Ill.Rev.Stat. ch. 32, § 157.131 requires every domestic corporation to pay annual and other franchise taxes to the Secretary of State "[f]or the privilege of exercising its franchises in [the] State," and Ill.Rev.Stat. ch. 32, § 157.142 provides, inter alia, that a corporation which is delinquent in the payment of franchise taxes will be prohibited from maintaining any action at law or suit in equity. § 157.142 provides in pertinent part:

No corporation required to pay a franchise tax, license fee or penalty under this Act shall maintain any action at law or suit in equity until all such franchise taxes, license fees and penalties have been paid in full.
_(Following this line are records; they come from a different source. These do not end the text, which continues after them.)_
//! Report engine: the monthly parish general report and the dashboard
//! summary.
//!
//! The store gathers the per-category sums for a [`ReportPeriod`] into
//! [`ReportInputs`]; [`GeneralReport::compute`] then derives every subtotal
//! and balance without touching storage.

use chrono::{DateTime, Datelike, NaiveDate, Utc};
use rust_decimal::Decimal;
use serde::{Deserialize, Serialize};

use crate::{
  Error, Result,
  finance::{ContributionType, Month},
};

/// A calendar month of a given year.
#[derive(Debug, Clone, Copy, PartialEq, Eq, Serialize, Deserialize)]
pub struct ReportPeriod {
  pub month: Month,
  pub year:  i32,
}

impl ReportPeriod {
  pub fn new(month: Month, year: i32) -> Self { Self { month, year } }

  /// First day of the month and first day of the following month.
  pub fn bounds(&self) -> Result<(NaiveDate, NaiveDate)> {
    let invalid = || Error::InvalidYear {
      year:   self.year,
      reason: "not a representable calendar year".into(),
    };
    let start = NaiveDate::from_ymd_opt(self.year, self.month.number(), 1)
      .ok_or_else(invalid)?;
    let end = match self.month {
      Month::December => NaiveDate::from_ymd_opt(self.year + 1, 1, 1),
      m => NaiveDate::from_ymd_opt(self.year, m.number() + 1, 1),
    }
    .ok_or_else(invalid)?;
    Ok((start, end))
  }

  pub fn contains(&self, date: NaiveDate) -> bool {
    date.year() == self.year && date.month() == self.month.number()
  }
}

#[derive(Debug, Clone, PartialEq, Serialize, Deserialize)]
pub struct CategoryTotal {
  pub name:  String,
  pub total: Decimal,
}

#[derive(Debug, Clone, PartialEq, Serialize, Deserialize)]
pub struct ContributionTotal {
  pub name:              String,
  pub contribution_type: ContributionType,
  pub total:             Decimal,
}

/// Sums gathered by the store for one period. Every category appears, with a
/// zero total when it has no records in the period.
#[derive(Debug, Clone, Default)]
pub struct ReportInputs {
  pub offerings_by_category:    Vec<CategoryTotal>,
  pub contributions:            Vec<ContributionTotal>,
  pub expenditures_by_category: Vec<CategoryTotal>,
  pub active_members:           u64,
  pub all_offerings_total:      Decimal,
  pub all_donation_funds_total: Decimal,
  pub all_expenditures_total:   Decimal,
}

#[derive(Debug, Clone, PartialEq, Serialize)]
pub struct GeneralReport {
  pub period: ReportPeriod,

  // A: offerings per category
  pub table_a:       Vec<CategoryTotal>,
  pub table_a_total: Decimal,

  // B, C, D: special contributions per scope
  pub table_b:           Vec<CategoryTotal>,
  pub diocesan_total:    Decimal,
  pub sum_table_a_b:     Decimal,
  pub table_c:           Vec<CategoryTotal>,
  pub jimbo_total:       Decimal,
  pub sum_table_a_b_c:   Decimal,
  pub table_d:           Vec<CategoryTotal>,
  pub fellowship_total:  Decimal,
  pub sum_table_a_b_c_d: Decimal,

  // E
  pub total_church_members:        u64,
  pub average_offering_per_member: Decimal,

  // H: expenditures per category
  pub table_h:       Vec<CategoryTotal>,
  pub table_h_total: Decimal,

  // I: balances
  pub all_offerings_total:                      Decimal,
  pub all_donation_funds_total:                 Decimal,
  pub all_expenditures_total:                   Decimal,
  pub previous_balance:                         Decimal,
  pub total_of_prev_balance_and_monthly_income: Decimal,
  pub total_remained_this_month:                Decimal,
  pub overall_total_remained:                   Decimal,

  // J
  pub generated_at: DateTime<Utc>,
}

fn total(rows: &[CategoryTotal]) -> Decimal { rows.iter().map(|r| r.total).sum() }

fn scope(rows: &[ContributionTotal], kind: ContributionType) -> Vec<CategoryTotal> {
  rows
    .iter()
    .filter(|r| r.contribution_type == kind)
    .map(|r| CategoryTotal { name: r.name.clone(), total: r.total })
    .collect()
}

impl GeneralReport {
  pub fn compute(period: ReportPeriod, inputs: ReportInputs, now: DateTime<Utc>) -> Self {
    let table_a = inputs.offerings_by_category;
    let table_a_total = total(&table_a);

    let table_b = scope(&inputs.contributions, ContributionType::Diocesan);
    let diocesan_total = total(&table_b);
    let sum_table_a_b = table_a_total + diocesan_total;

    let table_c = scope(&inputs.contributions, ContributionType::Jimbo);
    let jimbo_total = total(&table_c);
    let sum_table_a_b_c = sum_table_a_b + jimbo_total;

    let table_d = scope(&inputs.contributions, ContributionType::Fellowship);
    let fellowship_total = total(&table_d);
    let sum_table_a_b_c_d = sum_table_a_b_c + fellowship_total;

    let average_offering_per_member = if inputs.active_members == 0 {
      Decimal::ZERO
    } else {
      (sum_table_a_b_c_d / Decimal::from(inputs.active_members)).round_dp(2)
    };

    let table_h = inputs.expenditures_by_category;
    let table_h_total = total(&table_h);

    let previous_balance = inputs.all_offerings_total + inputs.all_donation_funds_total
      - inputs.all_expenditures_total;
    let total_remained_this_month = sum_table_a_b_c_d - table_h_total;

    Self {
      period,
      table_a,
      table_a_total,
      table_b,
      diocesan_total,
      sum_table_a_b,
      table_c,
      jimbo_total,
      sum_table_a_b_c,
      table_d,
      fellowship_total,
      sum_table_a_b_c_d,
      total_church_members: inputs.active_members,
      average_offering_per_member,
      table_h,
      table_h_total,
      all_offerings_total: inputs.all_offerings_total,
      all_donation_funds_total: inputs.all_donation_funds_total,
      all_expenditures_total: inputs.all_expenditures_total,
      previous_balance,
      total_of_prev_balance_and_monthly_income: previous_balance + sum_table_a_b_c_d,
      total_remained_this_month,
      overall_total_remained: previous_balance + total_remained_this_month,
      generated_at: now,
    }
  }
}

/// Headline counts for the dashboard.
#[derive(Debug, Clone, Default, PartialEq, Serialize, Deserialize)]
pub struct ParishSummary {
  pub active_members:    u64,
  pub inactive_members:  u64,
  pub pending_members:   u64,
  pub male_members:      u64,
  pub female_members:    u64,
  pub leaders:           u64,
  pub baptised_members:  u64,
  pub confirmed_members: u64,
  pub married_members:   u64,
  pub assets:            u64,
  pub total_asset_value: Decimal,
  pub years:             u64,
  pub outstations:       u64,
  pub cells:             u64,
}

#[cfg(test)]
mod tests {
  use super::*;

  fn cat(name: &str, total: i64) -> CategoryTotal {
    CategoryTotal { name: name.into(), total: Decimal::from(total) }
  }

  #[test]
  fn monthly_arithmetic() {
    let inputs = ReportInputs {
      offerings_by_category:    vec![cat("Sunday", 100_000)],
      contributions:            vec![
        ContributionTotal {
          name:              "Dayosisi".into(),
          contribution_type: ContributionType::Diocesan,
          total:             Decimal::from(20_000),
        },
        ContributionTotal {
          name:              "Jimbo la Kusini".into(),
          contribution_type: ContributionType::Jimbo,
          total:             Decimal::ZERO,
        },
      ],
      expenditures_by_category: vec![cat("Maintenance", 30_000)],
      active_members:           0,
      all_offerings_total:      Decimal::from(500_000),
      all_donation_funds_total: Decimal::from(50_000),
      all_expenditures_total:   Decimal::from(200_000),
    };
    let period = ReportPeriod::new(Month::June, 2025);
    let r = GeneralReport::compute(period, inputs, Utc::now());

    assert_eq!(r.table_a_total, Decimal::from(100_000));
    assert_eq!(r.sum_table_a_b, Decimal::from(120_000));
    assert_eq!(r.sum_table_a_b_c_d, Decimal::from(120_000));
    assert_eq!(r.table_c.len(), 1);
    assert!(r.table_d.is_empty());
    assert_eq!(r.previous_balance, Decimal::from(350_000));
    assert_eq!(r.total_of_prev_balance_and_monthly_income, Decimal::from(470_000));
    assert_eq!(r.total_remained_this_month, Decimal::from(90_000));
    assert_eq!(r.overall_total_remained, Decimal::from(440_000));
    assert_eq!(r.average_offering_per_member, Decimal::ZERO);
  }

  #[test]
  fn average_is_rounded_to_cents() {
    let inputs = ReportInputs {
      offerings_by_category: vec![cat("Sunday", 100)],
      active_members: 3,
      ..Default::default()
    };
    let r = GeneralReport::compute(ReportPeriod::new(Month::May, 2025), inputs, Utc::now());
    assert_eq!(r.average_offering_per_member.to_string(), "33.33");
  }

  #[test]
  fn period_bounds_roll_over_december() {
    let (start, end) = ReportPeriod::new(Month::December, 2024).bounds().unwrap();
    assert_eq!(start, NaiveDate::from_ymd_opt(2024, 12, 1).unwrap());
    assert_eq!(end, NaiveDate::from_ymd_opt(2025, 1, 1).unwrap());
    assert!(ReportPeriod::new(Month::February, 2024)
      .contains(NaiveDate::from_ymd_opt(2024, 2, 29).unwrap()));
  }
}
On March 10, 1975, however, two months after its filing of this action and approximately one and one-half months after the Miller Act's one-year statute of limitations had run, 40 U.S.C. § 270b(b), Triangle moved in the Circuit Court of Cook County to vacate the November 26, 1974 dissolution order, and paid its franchise tax arrears. On March 13, 1975 an order vacating the dissolution was entered.

The sole question presented, therefore, is whether Triangle's March 10, 1975 payment of its franchise tax arrears is effective retroactively so as to inject it with retroactive capacity to file its suit as of January 8, 1975 — the date of its complaint, and at a time which was within the Miller Act's one-year statute of limitations. We hold that it does not, and accordingly grant defendant's motion to dismiss.

In Jorgensen v. Baker, 21 Ill.App.2d 196, 157 N.E.2d 773 (1959), cert. denied 361 U.S. 962, 80 S.Ct. 590, 4 L.Ed.2d 543 (1960), a suit was filed within the applicable five-year statute of limitations, though at the time the suit was filed, the plaintiff, an Illinois corporation, was in default in the payment of its annual state franchise taxes. By the time plaintiff paid its franchise tax arrears, the five-year statute of limitations had run. On defendant's assertion that plaintiff's action should be time-barred, the Appellate Court of Illinois held that while the subsequent payment of franchise taxes would normally be sufficient to allow a delinquent plaintiff to continue an otherwise timely lawsuit, "[t]he rule does not apply when the statute of limitations has run before a delinquent corporation reacquires the right to use the courts of our state. To hold otherwise would be to ignore the effect and purpose of the statute." 21 Ill.App.2d at 204, 157 N.E.2d at 777.

The similarities between Jorgensen and the case at bar are significant. First, here as in Jorgensen, the period of limitations involved is pursuant to a statute rather than a contract. Second, as in Jorgensen, the plaintiff corporation had been dissolved for non-payment of franchise taxes prior to and while the suit was in progress. Thus, the distinctions drawn by the Seventh Circuit in Rush Street Rugby Shop Ltd. v. Maryland Casualty Co., 409 F.2d 540, 542 (7th Cir.), cert. denied, 396 U.S. 827, 90 S.Ct. 74, 24 L.Ed.2d 78 (1969), between its case and Jorgensen are wholly inapplicable.

In that our determination whether plaintiff was able to bring this suit is governed by state law, Rule 17(b) F.R. Civ.P., and the Illinois Court has clearly stated its position on this issue, we must grant defendant's motion to dismiss due to plaintiff's lack of capacity at the time this action was filed, and upon its subsequent reinstatement for failure to qualify under the applicable statute of limitations.